1
votes

I have been trying to use dplry for some rather involved data manipulation and have come across this issue for which I cannot find an answer. This is the first question I've asked on StackOverflow. It may be more of a grouped data.table issue rather than dplyr but here goes.

data(iris)
df <- iris %>% group_by(Species) %>% 
  do((function(x) {
    print(names(x))
    print(class(x))
    if(x$Species[1] == 'setosa') x$Petal.Length <- x$Petal.Length+1
    return(x)
  })(.))

Here I can still access the grouping variable because the data is left as a data.frame and the subgroup inside the do is also a data.frame. Obviously the whole x$Species column will be the same value within the do and so this work around presents itself. It seems to me like this 'Current Group' might be a useful value to be able to access. When converting to a data.table however:

dt <- iris %>% tbl_dt() %>% 
  mutate(Species2 = Species) %>%
  group_by(Species) %>% 
  do((function(x) {
    print(names(x))
    print(class(x))
    print( attr(x, 'vars'))
    print(groups(x))
    if(x$Species2[1] == 'setosa') x$Petal.Length <-x$Petal.Length + 1
    return(x)
  })(.)) %>%

the subgroup x is a grouped data.table and the grouping variable is dropped from the subgroup.

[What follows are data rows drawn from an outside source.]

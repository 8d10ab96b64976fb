//! Sources
//!
//! A [`Source`] adapts one node's drawable content for baking. It holds a
//! snapshot of the content's mesh (colors converted to linear space when the
//! canvas needs it), the last observed tint and the last sampled transform,
//! plus a plain id of the renderer it is registered with. The renderer owns
//! the list of its sources; a source never owns its renderer.

use composite_core::{Color, Mat4};
use composite_gpu::{MaterialHandle, Mesh, PropertyBlock};
use slotmap::new_key_type;

use crate::renderer::RendererId;
use crate::scene::NodeId;

new_key_type! {
    /// Source registered with a compositor
    pub struct SourceId;
}

/// Per-node bake adapter
#[derive(Debug)]
pub struct Source {
    pub(crate) node: NodeId,
    pub(crate) renderer: Option<RendererId>,
    pub(crate) ignore_self: bool,
    pub(crate) ignore_children: bool,
    pub(crate) enabled: bool,
    pub(crate) mesh: Mesh,
    pub(crate) properties: PropertyBlock,
    pub(crate) captured_version: Option<u64>,
    pub(crate) color: Color,
    pub(crate) prev_transform: Mat4,
    pub(crate) default_material: Option<MaterialHandle>,
}

impl Source {
    pub(crate) fn new(node: NodeId, mesh: Mesh, properties: PropertyBlock) -> Self {
        Self {
            node,
            renderer: None,
            ignore_self: false,
            ignore_children: false,
            enabled: true,
            mesh,
            properties,
            captured_version: None,
            color: Color::TRANSPARENT,
            prev_transform: Mat4::ZERO,
            default_material: None,
        }
    }

    pub fn node(&self) -> NodeId {
        self.node
    }

    /// Renderer this source is registered with, if any
    pub fn renderer(&self) -> Option<RendererId> {
        self.renderer
    }

    pub fn ignore_self(&self) -> bool {
        self.ignore_self
    }

    pub fn ignore_children(&self) -> bool {
        self.ignore_children
    }

    pub fn is_enabled(&self) -> bool {
        self.enabled
    }

    /// Captured geometry used for baking
    pub fn mesh(&self) -> &Mesh {
        &self.mesh
    }

    /// Tint with inherited alpha applied, as of the last check
    pub fn color(&self) -> Color {
        self.color
    }

    /// Record a transform sample; true when any element moved by more than
    /// `epsilon` since the previous sample.
    pub(crate) fn sample_transform(&mut self, current: Mat4, epsilon: f32) -> bool {
        if self.prev_transform.approx_eq(&current, epsilon) {
            return false;
        }
        self.prev_transform = current;
        true
    }
}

I've included a copy of the grouping column and reference that copy from within the do, but I feel like there should/could be a more elegant way to refer to the specific group that the do is currently working with.

1

1 Answers

2
votes

In data.table the grouping variable is kept as an atomic value (not a vector), and the rest of the data for each group is kept in a data.table called .SD. I'm not quite sure what you're trying to do, but here are some examples that might get you going:

library(data.table)
data(iris)
setDT(iris)  # convert to data.table in place

iris[, if (Species == 'setosa') {
         Petal.Length + 1
       } else {
         Petal.Length
       }
     , by = Species]

# modify in place
iris[Species == 'setosa', Petal.Length := Petal.Length + 1]

# more complicated modification - modify the first Petal.Width by Species
iris[iris[, .I[1], by = Species]$V1, Petal.Width := Petal.Width + 4]